Tuesday, December 11, 2012
Many American's get upset when government officials and politicians do things behind closed doors rather than open to public scrutiny. After all, we are a democratic society and we want open government--not back room deals. On the other hand, we have a feeling that the majority of the negotiations aimed at avoiding the fiscal cliff are really taking place behind closed doors while the politicians ramp up the public rhetoric so that their political bases are satisfied with their leaders' positions. One should be looking not so much at what you see and hear in the media vs. what you can't see and hear as easily. For that news you have to dig a bit deeper. What we all should be looking for here is compromise. There is not a single side that will win the other side over. Each will have to contribute to the compromise with significant concessions. The true winner of the compromise will be America and especially the American economy. The latest employment report tells us that even though the numbers are improving, we still have a long way to go. The markets were relieved that Hurricane Sandy did not seem to have as great an impact on the report as expected. There is no denying the fact that we have come a long way from the depths of the recession and there is more work to be done. If our leaders start getting their work done behind closed doors, it certainly would help.
Tuesday, December 4, 2012
While the analysts report that the Holiday shopping season has gotten off to a strong start, the news from Congress continues to stay front and center. The lame duck session is addressing the automatic budget cuts and tax increases that go into effect in January if an agreement is not reached.

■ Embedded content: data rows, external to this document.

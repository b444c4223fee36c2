mod note;

use anyhow::{Context, Result};
use clap::{Args, Parser, Subcommand};
use repokit::{CancellationToken, ListQuery, Repository};
use repokit_db::{
    persistence, redact_credentials_in_dsn, register_persistence, ClientHub, DbHandle,
    UnitOfWorkFactory,
};
use runtime::{AppConfig, CliArgs};
use sea_orm::{ColumnTrait, ConnectionTrait, Schema};
use std::path::PathBuf;
use std::sync::Arc;

/// repokit demo - seeds a notes table and prints one page of it
#[derive(Parser)]
#[command(name = "repokit-demo")]
#[command(about = "repokit demo - seeds a notes table and prints one page of it")]
#[command(version = "0.1.0")]
struct Cli {
    /// Path to configuration file
    #[arg(short, long)]
    config: Option<PathBuf>,

    /// Print current configuration and exit
    #[arg(long)]
    print_config: bool,

    /// Log verbosity level (-v debug, -vv trace)
    #[arg(short, long, action = clap::ArgAction::Count)]
    verbose: u8,

    #[command(subcommand)]
    command: Option<Commands>,
}

#[derive(Subcommand)]
enum Commands {
    /// Seed sample notes and print a page as JSON
    Run(RunArgs),
    /// Check configuration
    Check,
}

#[derive(Args, Default)]
struct RunArgs {
    /// Number of notes to seed before listing
    #[arg(long, default_value_t = 5)]
    seed: u32,

    /// 1-based page number
    #[arg(long, default_value_t = 1)]
    page: u64,

    /// Page size (defaults to paging.default_page_size, capped at paging.max_page_size)
    #[arg(long)]
    page_size: Option<u64>,

    /// Only list notes whose title contains this text
    #[arg(long)]
    contains: Option<String>,

    /// Order by title descending
    #[arg(long)]
    desc: bool,
}

#[tokio::main]
async fn main() -> Result<()> {
    let cli = Cli::parse();

    let args = CliArgs {
        config: cli.config.as_ref().map(|p| p.to_string_lossy().to_string()),
        print_config: cli.print_config,
        verbose: cli.verbose,
    };

    let mut config = AppConfig::load_or_default(cli.config.as_deref())?;
    config.apply_cli_overrides(&args);

    let logging_config = config.logging.clone().unwrap_or_default();
    runtime::init_logging_from_config(&logging_config, &config.home_dir);

    if cli.print_config {
        println!("{}", config.to_yaml()?);
        return Ok(());
    }

    match cli.command.unwrap_or(Commands::Run(RunArgs::default_run())) {
        Commands::Run(run_args) => run(config, run_args).await,
        Commands::Check => check_config(&config),
    }
}

impl RunArgs {
    fn default_run() -> Self {
        Self {
            seed: 5,
            page: 1,
            ..Self::default()
        }
    }
}

async fn run(config: AppConfig, args: RunArgs) -> Result<()> {
    let db_config = config.database_or_default();
    let db = DbHandle::from_config(&db_config)
        .await
        .context("failed to connect to the database")?;
    create_schema(&db).await?;

    let hub = ClientHub::new();
    register_persistence(&hub, Arc::new(db.clone()));

    let cancel = CancellationToken::new();
    seed_notes(&hub, args.seed, &cancel).await?;

    let mut query = ListQuery::<note::Entity>::new();
    query = if args.desc {
        query.order_by_desc(note::Column::Title)
    } else {
        query.order_by(note::Column::Title)
    };
    if let Some(text) = &args.contains {
        query = query.filter(note::Column::Title.contains(text));
    }

    let page_size = config.paging.effective_page_size(args.page_size);
    let page = db
        .repository::<note::Entity>()
        .list_paged(args.page, page_size, query, &cancel)
        .await?;
    tracing::info!(
        returned = page.items.len(),
        total_items = page.total_items,
        total_pages = page.total_pages(),
        "listed notes"
    );

    println!("{}", serde_json::to_string_pretty(&page)?);
    drop(hub);
    db.close().await?;
    Ok(())
}

async fn create_schema(db: &DbHandle) -> Result<()> {
    let backend = db.sea().get_database_backend();
    let mut stmt = Schema::new(backend).create_table_from_entity(note::Entity);
    stmt.if_not_exists();
    db.sea()
        .execute(backend.build(&stmt))
        .await
        .context("failed to create notes table")?;
    Ok(())
}

/// Insert `count` notes in one unit of work.
async fn seed_notes(hub: &ClientHub, count: u32, cancel: &CancellationToken) -> Result<()> {
    let uow = persistence(hub)?.begin().await?;
    let notes = uow.repository::<note::Entity>();
    for i in 1..=count {
        let draft = note::draft(
            format!("Note {i:03}"),
            format!("Body of note {i}"),
            i % 3 == 0,
        );
        notes.create(Some(draft), cancel).await?;
    }
    uow.commit().await?;
    tracing::info!(count, "seeded notes");
    Ok(())
}

fn check_config(config: &AppConfig) -> Result<()> {
    tracing::info!("Checking configuration...");
    let dsn = config.database_or_default().to_dsn()?;
    println!("Configuration check passed");
    println!("database: {}", redact_credentials_in_dsn(Some(&dsn)));
    println!(
        "paging: default={} max={}",
        config.paging.default_page_size, config.paging.max_page_size
    );
    Ok(())
}
use sea_orm::DbErr;
use thiserror::Error;

/// Library-local result type.
pub type RepoResult<T> = Result<T, RepoError>;

/// Everything a repository call can fail with.
///
/// Argument errors are raised before any statement reaches the database.
/// Database errors are passed through untouched in [`RepoError::Db`].
#[derive(Debug, Error)]
pub enum RepoError {
    /// A required entity was absent.
    #[error("invalid argument `{0}`: a value is required")]
    InvalidArgument(&'static str),

    /// A pagination argument violated its bounds.
    #[error("argument `{name}` is out of range ({value}): {reason}")]
    OutOfRange {
        name: &'static str,
        value: u64,
        reason: &'static str,
    },

    /// A delete matched no row.
    #[error("no `{table}` row matched the given key")]
    NotFound { table: String },

    /// The caller's cancellation token fired before the call completed.
    #[error("operation was cancelled")]
    Cancelled,

    #[error(transparent)]
    Db(#[from] DbErr),
}

impl RepoError {
    pub fn is_cancelled(&self) -> bool {
        matches!(self, RepoError::Cancelled)
    }

    pub fn is_not_found(&self) -> bool {
        matches!(self, RepoError::NotFound { .. })
    }

    /// True for errors raised by argument validation, before any I/O.
    pub fn is_argument_error(&self) -> bool {
        matches!(
            self,
            RepoError::InvalidArgument(_) | RepoError::OutOfRange { .. }
        )
    }
}
//! Capabilities the repository needs from entities and connections.

use std::fmt::Debug;
use std::sync::Arc;

use sea_orm::{ConnectionTrait, DatabaseConnection, DatabaseTransaction, EntityTrait, Value};

/// An entity addressable by a single-column identifier.
///
/// Construction of an empty record and setting its identifier come from
/// SeaORM itself (`ActiveModelTrait::default` + `set`); this trait only names
/// the identifier column and how to read it from a model.
///
/// ```rust,ignore
/// impl repokit::RepoEntity for Entity {
///     type Id = Uuid;
///     fn id_column() -> Column { Column::Id }
///     fn id_of(model: &Model) -> Uuid { model.id }
/// }
/// ```
pub trait RepoEntity: EntityTrait {
    /// Identifier type. Immutable once assigned.
    ///
    /// `Default::default()` is the "not assigned yet" key: on an
    /// auto-increment table `create` lets the database generate the key
    /// only when the model carries this value.
    type Id: Clone + Debug + Default + PartialEq + Into<Value> + Send + Sync + 'static;

    /// Primary key column.
    fn id_column() -> Self::Column;

    /// Identifier of a loaded model.
    fn id_of(model: &Self::Model) -> Self::Id;
}

/// Anything that can lend a SeaORM connection for the duration of a call.
///
/// Implemented for pooled connections, transactions, and shared or borrowed
/// handles to either, so a repository can live as long as the pool or only
/// as long as one unit of work.
pub trait ConnectionSource: Send + Sync {
    type Conn: ConnectionTrait;

    fn connection(&self) -> &Self::Conn;
}

impl ConnectionSource for DatabaseConnection {
    type Conn = DatabaseConnection;

    #[inline]
    fn connection(&self) -> &Self::Conn {
        self
    }
}

impl ConnectionSource for DatabaseTransaction {
    type Conn = DatabaseTransaction;

    #[inline]
    fn connection(&self) -> &Self::Conn {
        self
    }
}

impl<T> ConnectionSource for &T
where
    T: ConnectionSource + ?Sized,
{
    type Conn = T::Conn;

    #[inline]
    fn connection(&self) -> &Self::Conn {
        (**self).connection()
    }
}

impl<T> ConnectionSource for Arc<T>
where
    T: ConnectionSource + ?Sized,
{
    type Conn = T::Conn;

    #[inline]
    fn connection(&self) -> &Self::Conn {
        (**self).connection()
    }
}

The changes would be so draconian that the media has nick-named these "the fiscal cliff." The concern right now is whether the threat of the fiscal cliff is causing businesses not to hire and consumers not to spend. Thus far, the results from Black Friday and Cyber Monday seem to indicate that at least the public is not worried. We are not of a mind to believe that Congress will let us fall down a fiscal cliff. We do understand that if they wait for the last minute -- not unusual for Congress -- and start the finger-pointing rhetoric, it could hurt the economy as we approach the Holidays. Thus far, Congress has been pretty cordial. It is as if the elections delivered a message to our representatives that we want them to work together. Keep in mind that even though we think either a temporary "kick the can down the road" or permanent solution will come out of the talks, that does not mean the economy will not be affected. Higher tax revenues, budget cuts and even changes in Medicare and Social Security are all on the table. You can't cut a trillion dollar deficit without raising revenue and lowering spending. The lobbyists are busy protecting their clients' interests such as social security and the mortgage tax deduction. We hope a balanced approach will emerge and a major potential stumbling block for the economic recovery will be removed. Meanwhile, this Friday look for the most unimportant employment report in a while. The data is expected to be skewed because of the effects of Hurricane Sandy.